*** Opening of Input records ***

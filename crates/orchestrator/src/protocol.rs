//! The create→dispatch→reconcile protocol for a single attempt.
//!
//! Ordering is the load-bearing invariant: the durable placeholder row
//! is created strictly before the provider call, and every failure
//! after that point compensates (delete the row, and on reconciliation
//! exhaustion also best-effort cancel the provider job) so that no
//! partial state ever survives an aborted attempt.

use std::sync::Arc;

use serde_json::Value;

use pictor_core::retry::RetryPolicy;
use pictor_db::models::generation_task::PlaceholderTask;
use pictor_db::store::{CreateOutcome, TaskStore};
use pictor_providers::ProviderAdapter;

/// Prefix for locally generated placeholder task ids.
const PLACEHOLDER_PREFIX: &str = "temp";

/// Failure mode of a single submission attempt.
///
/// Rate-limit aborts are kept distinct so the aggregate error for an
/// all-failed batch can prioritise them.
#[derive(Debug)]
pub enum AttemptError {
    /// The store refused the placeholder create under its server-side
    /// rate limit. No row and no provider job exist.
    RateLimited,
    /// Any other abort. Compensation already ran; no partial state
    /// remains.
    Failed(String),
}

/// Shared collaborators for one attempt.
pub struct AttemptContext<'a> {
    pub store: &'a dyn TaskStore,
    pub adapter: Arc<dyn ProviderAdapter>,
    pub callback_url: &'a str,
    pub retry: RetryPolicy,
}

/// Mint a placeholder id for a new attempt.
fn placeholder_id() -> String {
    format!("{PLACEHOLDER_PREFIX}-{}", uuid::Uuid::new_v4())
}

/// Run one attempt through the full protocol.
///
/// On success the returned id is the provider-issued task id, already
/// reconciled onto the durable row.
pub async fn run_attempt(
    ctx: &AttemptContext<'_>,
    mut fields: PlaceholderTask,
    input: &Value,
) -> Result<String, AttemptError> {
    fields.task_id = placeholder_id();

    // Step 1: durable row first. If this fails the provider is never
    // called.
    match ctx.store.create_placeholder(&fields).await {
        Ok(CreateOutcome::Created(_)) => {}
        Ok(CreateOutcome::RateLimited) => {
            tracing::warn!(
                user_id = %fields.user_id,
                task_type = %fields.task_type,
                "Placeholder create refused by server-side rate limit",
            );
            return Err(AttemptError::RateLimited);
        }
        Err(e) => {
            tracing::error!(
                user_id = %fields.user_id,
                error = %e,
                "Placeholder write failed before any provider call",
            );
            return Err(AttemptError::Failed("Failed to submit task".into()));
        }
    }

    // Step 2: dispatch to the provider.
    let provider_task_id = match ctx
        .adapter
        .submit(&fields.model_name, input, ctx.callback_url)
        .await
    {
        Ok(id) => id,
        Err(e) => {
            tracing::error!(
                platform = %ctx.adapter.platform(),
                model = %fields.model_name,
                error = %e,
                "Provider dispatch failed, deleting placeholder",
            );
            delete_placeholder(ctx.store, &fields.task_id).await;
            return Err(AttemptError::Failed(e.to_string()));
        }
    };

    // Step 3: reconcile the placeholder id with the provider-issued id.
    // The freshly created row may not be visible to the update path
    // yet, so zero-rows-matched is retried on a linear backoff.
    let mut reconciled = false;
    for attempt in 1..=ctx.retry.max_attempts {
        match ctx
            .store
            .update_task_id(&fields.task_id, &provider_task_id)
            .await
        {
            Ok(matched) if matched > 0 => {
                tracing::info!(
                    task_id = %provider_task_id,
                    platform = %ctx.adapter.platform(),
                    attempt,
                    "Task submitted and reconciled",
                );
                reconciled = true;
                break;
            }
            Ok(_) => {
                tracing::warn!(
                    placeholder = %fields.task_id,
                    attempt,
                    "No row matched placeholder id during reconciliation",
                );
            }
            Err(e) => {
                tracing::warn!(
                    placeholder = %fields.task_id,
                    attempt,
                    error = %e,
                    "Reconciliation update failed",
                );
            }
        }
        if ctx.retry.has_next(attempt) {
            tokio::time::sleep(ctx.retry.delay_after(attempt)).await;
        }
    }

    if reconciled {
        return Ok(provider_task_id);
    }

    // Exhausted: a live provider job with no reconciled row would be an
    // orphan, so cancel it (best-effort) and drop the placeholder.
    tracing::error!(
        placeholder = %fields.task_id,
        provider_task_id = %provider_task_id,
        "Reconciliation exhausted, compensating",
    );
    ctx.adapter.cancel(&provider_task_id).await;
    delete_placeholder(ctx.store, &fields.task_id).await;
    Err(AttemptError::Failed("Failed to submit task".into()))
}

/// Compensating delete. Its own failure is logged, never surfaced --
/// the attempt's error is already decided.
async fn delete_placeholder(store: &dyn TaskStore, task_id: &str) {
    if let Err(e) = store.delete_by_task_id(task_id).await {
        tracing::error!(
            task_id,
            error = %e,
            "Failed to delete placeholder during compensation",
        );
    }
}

*** Close of Input records ***
*** Opening of Input records ***

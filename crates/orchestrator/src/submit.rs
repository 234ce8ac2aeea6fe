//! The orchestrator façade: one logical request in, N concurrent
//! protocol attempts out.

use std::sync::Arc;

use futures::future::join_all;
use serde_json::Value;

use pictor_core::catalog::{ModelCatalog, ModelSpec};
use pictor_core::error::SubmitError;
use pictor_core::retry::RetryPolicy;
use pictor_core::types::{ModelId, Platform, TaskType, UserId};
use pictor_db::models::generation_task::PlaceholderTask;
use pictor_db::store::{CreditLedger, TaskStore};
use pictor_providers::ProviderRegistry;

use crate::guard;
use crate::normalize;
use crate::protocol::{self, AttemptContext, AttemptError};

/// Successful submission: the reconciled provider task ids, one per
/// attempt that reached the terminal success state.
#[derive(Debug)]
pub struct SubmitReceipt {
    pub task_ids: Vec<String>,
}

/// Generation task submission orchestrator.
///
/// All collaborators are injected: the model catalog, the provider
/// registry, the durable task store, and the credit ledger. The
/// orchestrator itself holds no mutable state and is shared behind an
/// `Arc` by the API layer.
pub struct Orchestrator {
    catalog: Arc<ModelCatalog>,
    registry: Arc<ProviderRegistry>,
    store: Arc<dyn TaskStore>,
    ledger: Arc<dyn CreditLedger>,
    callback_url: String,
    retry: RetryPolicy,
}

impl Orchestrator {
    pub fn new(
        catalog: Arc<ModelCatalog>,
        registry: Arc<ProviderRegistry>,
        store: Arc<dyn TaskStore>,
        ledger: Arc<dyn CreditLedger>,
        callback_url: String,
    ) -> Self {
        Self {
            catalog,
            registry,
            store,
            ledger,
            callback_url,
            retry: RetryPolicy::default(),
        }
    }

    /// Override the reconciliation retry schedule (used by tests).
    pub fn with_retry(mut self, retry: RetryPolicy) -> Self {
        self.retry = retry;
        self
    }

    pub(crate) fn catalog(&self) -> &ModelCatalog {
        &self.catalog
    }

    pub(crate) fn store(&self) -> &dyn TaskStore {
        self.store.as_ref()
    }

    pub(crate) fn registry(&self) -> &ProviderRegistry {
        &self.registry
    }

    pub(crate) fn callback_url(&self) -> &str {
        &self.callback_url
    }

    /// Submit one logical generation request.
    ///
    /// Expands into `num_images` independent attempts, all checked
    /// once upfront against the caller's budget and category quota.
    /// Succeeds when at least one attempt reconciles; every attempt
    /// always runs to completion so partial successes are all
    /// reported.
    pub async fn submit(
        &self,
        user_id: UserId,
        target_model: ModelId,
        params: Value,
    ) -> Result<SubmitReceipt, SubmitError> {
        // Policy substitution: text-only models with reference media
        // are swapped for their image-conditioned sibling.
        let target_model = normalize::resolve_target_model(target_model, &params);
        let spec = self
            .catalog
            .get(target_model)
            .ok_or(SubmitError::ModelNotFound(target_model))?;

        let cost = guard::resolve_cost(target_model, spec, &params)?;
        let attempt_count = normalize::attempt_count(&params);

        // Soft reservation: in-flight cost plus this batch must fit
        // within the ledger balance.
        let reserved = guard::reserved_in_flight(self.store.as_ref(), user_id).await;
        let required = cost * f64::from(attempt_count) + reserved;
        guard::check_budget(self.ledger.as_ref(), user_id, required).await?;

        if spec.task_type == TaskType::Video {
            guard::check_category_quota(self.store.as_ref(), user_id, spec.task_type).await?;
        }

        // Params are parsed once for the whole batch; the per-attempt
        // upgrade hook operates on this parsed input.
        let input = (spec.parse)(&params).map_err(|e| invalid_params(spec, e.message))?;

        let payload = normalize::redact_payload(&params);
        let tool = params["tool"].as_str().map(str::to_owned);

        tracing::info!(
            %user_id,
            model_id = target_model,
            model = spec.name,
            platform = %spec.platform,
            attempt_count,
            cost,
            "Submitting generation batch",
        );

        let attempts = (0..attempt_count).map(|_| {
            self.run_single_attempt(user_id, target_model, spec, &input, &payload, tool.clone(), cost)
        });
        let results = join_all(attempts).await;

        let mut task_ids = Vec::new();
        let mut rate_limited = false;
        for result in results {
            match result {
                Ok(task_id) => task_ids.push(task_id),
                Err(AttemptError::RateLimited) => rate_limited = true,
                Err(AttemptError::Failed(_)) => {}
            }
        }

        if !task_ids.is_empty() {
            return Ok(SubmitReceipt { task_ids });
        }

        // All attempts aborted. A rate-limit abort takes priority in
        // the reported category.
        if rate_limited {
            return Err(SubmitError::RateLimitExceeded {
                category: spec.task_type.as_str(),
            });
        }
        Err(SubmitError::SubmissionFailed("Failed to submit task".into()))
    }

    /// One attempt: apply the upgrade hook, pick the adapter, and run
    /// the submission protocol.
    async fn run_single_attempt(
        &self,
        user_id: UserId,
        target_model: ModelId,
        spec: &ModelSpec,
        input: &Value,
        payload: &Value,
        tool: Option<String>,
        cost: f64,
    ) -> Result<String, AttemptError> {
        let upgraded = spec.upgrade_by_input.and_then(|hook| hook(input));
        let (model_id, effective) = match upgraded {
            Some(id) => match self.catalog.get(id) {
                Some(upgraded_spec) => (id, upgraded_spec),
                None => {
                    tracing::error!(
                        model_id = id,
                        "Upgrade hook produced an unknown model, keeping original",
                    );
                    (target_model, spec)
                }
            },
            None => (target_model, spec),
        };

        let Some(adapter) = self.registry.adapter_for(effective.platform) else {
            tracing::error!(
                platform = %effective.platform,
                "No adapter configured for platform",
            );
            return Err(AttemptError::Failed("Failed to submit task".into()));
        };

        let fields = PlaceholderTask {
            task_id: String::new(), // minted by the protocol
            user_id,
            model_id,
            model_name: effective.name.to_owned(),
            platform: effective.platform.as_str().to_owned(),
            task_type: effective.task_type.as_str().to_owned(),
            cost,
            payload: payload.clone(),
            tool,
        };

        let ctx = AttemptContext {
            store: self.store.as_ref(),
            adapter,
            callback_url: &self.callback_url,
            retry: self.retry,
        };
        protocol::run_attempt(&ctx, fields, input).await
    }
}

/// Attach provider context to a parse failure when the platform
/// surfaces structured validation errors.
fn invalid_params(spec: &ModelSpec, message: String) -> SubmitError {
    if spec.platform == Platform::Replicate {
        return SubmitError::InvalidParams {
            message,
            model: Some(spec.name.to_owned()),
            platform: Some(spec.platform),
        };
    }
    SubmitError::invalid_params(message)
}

*** Close of Input records ***

■ **Directions for this task**:
Where does the word "normalize" appear in the listing? List each line that holds it.

■ **Exercise answer**:
use crate::normalize;
        let target_model = normalize::resolve_target_model(target_model, &params);
        let attempt_count = normalize::attempt_count(&params);
        let payload = normalize::redact_payload(&params);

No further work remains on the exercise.